Research by Richard Lazarus and Susan Folkman provided a starting point by identifying two main styles of coping: active and passive.
“The active coping strategy consists in controlling or modifying the situation by taking action on what causes stress,” Sellier said, and “passive coping strategies consist in denying or avoiding the origin of the problem and diverting our attention somewhere else.”
These ideas make it easier to keep an audience engaged with a narrative — by shifting the framing from accept/reject to active/passive, people can choose how to respond, but none of their choices provide an opportunity to completely reject the situation.
Within this new frame, Sellier and her colleagues also wanted to provide a wider range of choices. Ideally, their narrative would offer three to five options, but they also wanted to avoid implying that some choices were morally better or worse than the others.
Sellier explained that Jakobson’s functions of language ultimately provided a way to create a larger range of dialogue options that still felt authentic. Sorting Jakobson’s six functions into active and passive responses created four final options: passionate, rational, conciliatory, and flippant.

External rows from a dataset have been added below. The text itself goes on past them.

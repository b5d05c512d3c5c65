use anyhow::Context;
use axum::{
    body::Bytes,
    extract::State,
    http::{header::SET_COOKIE, HeaderMap},
    response::{IntoResponse, Response},
    Json,
};
use chrono::{Duration, Utc};
use serde::Deserialize;
use serde_json::json;
use tracing::{error, info, warn};
use uuid::Uuid;

use crate::{
    auth::{self, IMPERSONATION_COOKIE},
    error::{parse_body, AppError, FieldIssue},
    models::{Child, ExamType, ImpersonationGrant, Profile, Role, Subscription, SubscriptionTier},
    state::AppState,
};

#[derive(Debug, Deserialize)]
#[serde(rename_all = "camelCase", deny_unknown_fields)]
pub struct LoginRequest {
    pub email: String,
    pub password: String,
}

#[derive(Debug, Deserialize)]
#[serde(rename_all = "camelCase", deny_unknown_fields)]
pub struct CreateUserRequest {
    pub email: String,
    pub full_name: String,
    pub child_name: String,
    pub year_group: i16,
    pub exam_type: String,
    pub subscription_tier: Option<String>,
}

/// Checked form of [`CreateUserRequest`].
struct NewAccount {
    email: String,
    full_name: String,
    child_name: String,
    year_group: i16,
    exam_type: ExamType,
    tier: SubscriptionTier,
}

impl CreateUserRequest {
    fn validate(self) -> Result<NewAccount, AppError> {
        let mut issues = Vec::new();
        let email = self.email.trim().to_lowercase();
        let well_formed = email
            .split_once('@')
            .is_some_and(|(local, domain)| !local.is_empty() && domain.contains('.'));
        if !well_formed {
            issues.push(FieldIssue::new("email", "must be a valid email address"));
        }
        let full_name = self.full_name.trim().to_string();
        if full_name.is_empty() || full_name.len() > 100 {
            issues.push(FieldIssue::new("fullName", "must be 1 to 100 characters"));
        }
        let child_name = self.child_name.trim().to_string();
        if child_name.is_empty() || child_name.len() > 50 {
            issues.push(FieldIssue::new("childName", "must be 1 to 50 characters"));
        }
        if !(3..=6).contains(&self.year_group) {
            issues.push(FieldIssue::new("yearGroup", "must be between 3 and 6"));
        }
        let exam_type = self.exam_type.parse::<ExamType>().map_err(|e| {
            issues.push(FieldIssue::new("examType", e.to_string()));
        });
        let tier = match self.subscription_tier.as_deref() {
            None => Ok(SubscriptionTier::Free),
            Some(raw) => raw.parse::<SubscriptionTier>().map_err(|e| {
                issues.push(FieldIssue::new("subscriptionTier", e.to_string()));
            }),
        };

        match (exam_type, tier) {
            (Ok(exam_type), Ok(tier)) if issues.is_empty() => Ok(NewAccount {
                email,
                full_name,
                child_name,
                year_group: self.year_group,
                exam_type,
                tier,
            }),
            _ => Err(AppError::Validation(issues)),
        }
    }
}

#[derive(Debug, Deserialize)]
#[serde(rename_all = "camelCase", deny_unknown_fields)]
pub struct ImpersonationRequest {
    pub user_id: Uuid,
}

pub async fn login_handler(
    State(state): State<AppState>,
    body: Bytes,
) -> Result<Json<serde_json::Value>, AppError> {
    let request: LoginRequest = parse_body(&body)?;
    let email = request.email.trim().to_lowercase();

    let user = state.store.find_auth_user_by_email(&email).await?;
    let stored = user
        .as_ref()
        .map_or(auth::DUMMY_PASSWORD_HASH, |u| u.password_hash.as_str())
        .to_string();
    let verified = tokio::task::spawn_blocking(move || auth::verify_password(&request.password, &stored))
        .await
        .context("password verification task failed")?;
    let user = match user {
        Some(user) if verified => user,
        Some(user) => {
            info!(user = %user.id, "login rejected");
            return Err(AppError::Unauthorized);
        }
        None => {
            info!("login rejected for unknown email");
            return Err(AppError::Unauthorized);
        }
    };
    let profile = state
        .store
        .find_profile(user.id)
        .await?
        .ok_or(AppError::Unauthorized)?;

    let token = auth::generate_token();
    let expires_at = Utc::now() + Duration::hours(state.config.session_ttl_hours);
    state
        .store
        .create_session(&auth::hash_token(&token), user.id, expires_at)
        .await?;
    info!(user = %user.id, email = %user.email, role = %profile.role, "login succeeded");

    Ok(Json(json!({
        "success": true,
        "token": token,
        "expiresAt": expires_at,
        "user": profile,
    })))
}

pub async fn create_user_handler(
    State(state): State<AppState>,
    headers: HeaderMap,
    body: Bytes,
) -> Result<Json<serde_json::Value>, AppError> {
    let ctx = auth::authenticate(state.store.as_ref(), &headers, Utc::now()).await?;
    ctx.require_admin()?;
    let account = parse_body::<CreateUserRequest>(&body)?.validate()?;

    if state
        .store
        .find_auth_user_by_email(&account.email)
        .await?
        .is_some()
    {
        return Err(AppError::invalid("email", "an account with this email already exists"));
    }

    let temporary_password = auth::generate_temporary_password();
    let to_hash = temporary_password.clone();
    let password_hash = tokio::task::spawn_blocking(move || auth::hash_password(&to_hash))
        .await
        .context("password hashing task failed")?;
    let user_id = state
        .store
        .create_auth_user(&account.email, &password_hash)
        .await?;

    let mut subscription = Subscription::free();
    subscription.tier = account.tier;
    let profile = Profile {
        id: user_id,
        full_name: account.full_name,
        email: account.email,
        role: Role::Parent,
        subscription,
    };
    let child = Child {
        id: Uuid::new_v4(),
        parent_id: user_id,
        name: account.child_name,
        year_group: account.year_group,
        exam_type: account.exam_type,
        avatar: None,
        is_active: true,
        created_at: Utc::now(),
    };

    let provisioned = async {
        state.store.insert_profile(&profile).await?;
        state.store.insert_child(&child).await
    }
    .await;
    if let Err(e) = provisioned {
        // Only the auth user is rolled back; a profile written before the failure stays behind.
        error!(user = %user_id, error = ?e, "user provisioning failed, removing auth user");
        if let Err(cleanup) = state.store.delete_auth_user(user_id).await {
            warn!(user = %user_id, error = ?cleanup, "rollback of auth user failed");
        }
        return Err(e.into());
    }

    info!(admin = %ctx.actor.id, user = %user_id, "provisioned parent account");
    Ok(Json(json!({
        "success": true,
        "user": profile,
        "child": child,
        "temporaryPassword": temporary_password,
    })))
}

pub async fn start_impersonation_handler(
    State(state): State<AppState>,
    headers: HeaderMap,
    body: Bytes,
) -> Result<Response, AppError> {
    let now = Utc::now();
    let ctx = auth::authenticate(state.store.as_ref(), &headers, now).await?;
    ctx.require_admin()?;
    let request: ImpersonationRequest = parse_body(&body)?;

    if request.user_id == ctx.actor.id {
        return Err(AppError::invalid("userId", "cannot impersonate yourself"));
    }
    let target = state
        .store
        .find_profile(request.user_id)
        .await?
        .ok_or(AppError::NotFound("User"))?;
    if target.role.is_admin() && ctx.actor.role != Role::SuperAdmin {
        warn!(admin = %ctx.actor.id, target = %target.id, "admin tried to impersonate an admin");
        return Err(AppError::Forbidden);
    }

    let token = auth::generate_token();
    let ttl = Duration::minutes(state.config.impersonation_ttl_minutes);
    let grant = ImpersonationGrant {
        admin_id: ctx.actor.id,
        target_user_id: target.id,
        expires_at: now + ttl,
        revoked: false,
    };
    state
        .store
        .create_impersonation(&auth::hash_token(&token), &grant)
        .await?;
    info!(admin = %ctx.actor.id, target = %target.id, "impersonation started");

    let body = Json(json!({
        "success": true,
        "impersonating": target,
        "expiresAt": grant.expires_at,
    }));
    Ok((
        [(SET_COOKIE, auth::impersonation_cookie(&token, ttl.num_seconds()))],
        body,
    )
        .into_response())
}

pub async fn stop_impersonation_handler(
    State(state): State<AppState>,
    headers: HeaderMap,
) -> Result<Response, AppError> {
    let ctx = auth::authenticate(state.store.as_ref(), &headers, Utc::now()).await?;
    ctx.require_admin()?;

    let revoked = match auth::cookie_value(&headers, IMPERSONATION_COOKIE) {
        Some(token) => state.store.revoke_impersonation(&auth::hash_token(&token)).await?,
        None => false,
    };
    info!(admin = %ctx.actor.id, revoked, "impersonation ended");

    Ok((
        [(SET_COOKIE, auth::clear_impersonation_cookie())],
        Json(json!({"success": true, "revoked": revoked})),
    )
        .into_response())
}
use std::collections::HashSet;

use axum::{body::Bytes, extract::State, http::HeaderMap, Json};
use chrono::Utc;
use serde::{Deserialize, Serialize};
use tracing::{info, warn};
use uuid::Uuid;

use crate::{
    auth,
    error::{parse_body, AppError},
    state::AppState,
    tiers::{Badge, TrustTier},
};

pub const MAX_BATCH: usize = 50;
const MIN_TEXT_LEN: usize = 10;
const MAX_TEXT_LEN: usize = 2_000;
const MIN_OPTIONS: usize = 2;
const MAX_OPTIONS: usize = 6;
const ERROR_PENALTY: i32 = 25;
const WARNING_PENALTY: i32 = 10;

pub const KNOWN_SUBJECTS: [&str; 4] = [
    "mathematics",
    "english",
    "verbal_reasoning",
    "non_verbal_reasoning",
];

/// Question as submitted for review. Missing fields are reported as issues, not parse errors.
#[derive(Debug, Clone, Default, Deserialize)]
#[serde(rename_all = "camelCase", default, deny_unknown_fields)]
pub struct QuestionInput {
    pub id: Option<Uuid>,
    pub subject: String,
    pub topic: String,
    pub difficulty: i16,
    pub question_text: String,
    pub options: Vec<String>,
    pub correct_answer: String,
    pub explanation: Option<String>,
}

#[derive(Debug, Deserialize)]
#[serde(rename_all = "camelCase", deny_unknown_fields)]
pub struct ValidateRequest {
    pub question: Option<QuestionInput>,
    pub questions: Option<Vec<QuestionInput>>,
    #[serde(default)]
    pub persist: bool,
}

impl ValidateRequest {
    fn into_batch(self) -> Result<(Vec<QuestionInput>, bool), AppError> {
        match (self.question, self.questions) {
            (Some(one), None) => Ok((vec![one], self.persist)),
            (None, Some(many)) if many.is_empty() => {
                Err(AppError::invalid("questions", "questions must not be empty"))
            }
            (None, Some(many)) if many.len() > MAX_BATCH => Err(AppError::invalid(
                "questions",
                format!("at most {MAX_BATCH} questions per request"),
            )),
            (None, Some(many)) => Ok((many, self.persist)),
            _ => Err(AppError::invalid(
                "question",
                "provide exactly one of question or questions",
            )),
        }
    }
}

#[derive(Debug, Clone, Copy, PartialEq, Eq, Serialize)]
#[serde(rename_all = "snake_case")]
pub enum Severity {
    Error,
    Warning,
}

#[derive(Debug, Clone, PartialEq, Eq, Serialize)]
pub struct ValidationIssue {
    pub field: &'static str,
    pub severity: Severity,
    pub message: String,
}

#[derive(Debug, Clone, Serialize)]
#[serde(rename_all = "camelCase")]
pub struct ValidationResult {
    pub id: Option<Uuid>,
    pub valid: bool,
    pub score: u32,
    pub tier: TrustTier,
    pub tier_badge: Badge,
    pub issues: Vec<ValidationIssue>,
}

#[derive(Debug, Clone, Copy, Default, PartialEq, Eq, Serialize)]
pub struct ValidationSummary {
    pub total: usize,
    pub passed: usize,
    pub failed: usize,
}

#[derive(Debug, Serialize)]
pub struct ValidateResponse {
    pub success: bool,
    pub results: Vec<ValidationResult>,
    pub summary: ValidationSummary,
}

fn check(question: &QuestionInput) -> Vec<ValidationIssue> {
    let mut issues = Vec::new();
    let mut push = |field, severity, message: String| {
        issues.push(ValidationIssue {
            field,
            severity,
            message,
        })
    };

    let text_len = question.question_text.trim().chars().count();
    if text_len < MIN_TEXT_LEN {
        push(
            "questionText",
            Severity::Error,
            format!("question text must be at least {MIN_TEXT_LEN} characters"),
        );
    } else if text_len > MAX_TEXT_LEN {
        push(
            "questionText",
            Severity::Error,
            format!("question text must be at most {MAX_TEXT_LEN} characters"),
        );
    }

    let options: Vec<&str> = question.options.iter().map(|o| o.trim()).collect();
    if !(MIN_OPTIONS..=MAX_OPTIONS).contains(&options.len()) {
        push(
            "options",
            Severity::Error,
            format!("expected {MIN_OPTIONS} to {MAX_OPTIONS} options, got {}", options.len()),
        );
    }
    if options.iter().any(|o| o.is_empty()) {
        push("options", Severity::Error, "options must not be blank".to_string());
    }
    let distinct: HashSet<String> = options.iter().map(|o| o.to_lowercase()).collect();
    if distinct.len() != options.len() {
        push("options", Severity::Error, "options must be unique".to_string());
    }

    let answer = question.correct_answer.trim();
    if answer.is_empty() {
        push("correctAnswer", Severity::Error, "correct answer is required".to_string());
    } else if !options.contains(&answer) {
        push(
            "correctAnswer",
            Severity::Error,
            "correct answer must be one of the options".to_string(),
        );
    }

    if !KNOWN_SUBJECTS.contains(&question.subject.as_str()) {
        push(
            "subject",
            Severity::Error,
            format!("unknown subject {:?}", question.subject),
        );
    }
    if question.topic.trim().is_empty() {
        push("topic", Severity::Error, "topic is required".to_string());
    }
    if !(1..=3).contains(&question.difficulty) {
        push(
            "difficulty",
            Severity::Error,
            "difficulty must be 1 (easy), 2 (medium) or 3 (hard)".to_string(),
        );
    }
    if question
        .explanation
        .as_deref()
        .map_or(true, |e| e.trim().is_empty())
    {
        push(
            "explanation",
            Severity::Warning,
            "no explanation provided".to_string(),
        );
    }

    issues
}

pub fn trust_score(issues: &[ValidationIssue]) -> u32 {
    let penalty: i32 = issues
        .iter()
        .map(|issue| match issue.severity {
            Severity::Error => ERROR_PENALTY,
            Severity::Warning => WARNING_PENALTY,
        })
        .sum();
    (100 - penalty).clamp(0, 100) as u32
}

pub fn validate(question: &QuestionInput) -> ValidationResult {
    let issues = check(question);
    let score = trust_score(&issues);
    let tier = TrustTier::from_score(Some(f64::from(score)));
    ValidationResult {
        id: question.id,
        valid: !issues.iter().any(|i| i.severity == Severity::Error),
        score,
        tier,
        tier_badge: tier.badge(),
        issues,
    }
}

pub fn summarize(results: &[ValidationResult]) -> ValidationSummary {
    let passed = results.iter().filter(|r| r.valid).count();
    ValidationSummary {
        total: results.len(),
        passed,
        failed: results.len() - passed,
    }
}

pub async fn validate_handler(
    State(state): State<AppState>,
    headers: HeaderMap,
    body: Bytes,
) -> Result<Json<ValidateResponse>, AppError> {
    let ctx = auth::authenticate(state.store.as_ref(), &headers, Utc::now()).await?;
    ctx.require_admin()?;
    let (questions, persist) = parse_body::<ValidateRequest>(&body)?.into_batch()?;

    let results: Vec<ValidationResult> = questions.iter().map(validate).collect();
    let summary = summarize(&results);
    info!(
        admin = %ctx.actor.id,
        total = summary.total,
        failed = summary.failed,
        "validated questions"
    );

    if persist {
        let scores: Vec<(Uuid, i16)> = results
            .iter()
            .filter_map(|r| r.id.map(|id| (id, r.score as i16)))
            .collect();
        let store = state.store.clone();
        tokio::spawn(async move {
            for (id, score) in scores {
                if let Err(e) = store.update_trust_score(id, score).await {
                    warn!(question = %id, error = ?e, "failed to persist trust score");
                }
            }
        });
    }

    Ok(Json(ValidateResponse {
        success: true,
        results,
        summary,
    }))
}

The result is a set of categories that apply to a broader range of narrative situations. “We wanted the model to become compatible with neutral events,” Sellier said. “We do not want to single out discriminatory situations from other moments of the story.”
Seed Crew applied this framework to RecovR, an episodic narrative game that addresses diversity and inclusion issues like sexism, ableism, and racism. They have chosen a difficult task in trying ot create choices that feel authentic for these situations, but their work is grounded in published research and thoughtful approaches to game design.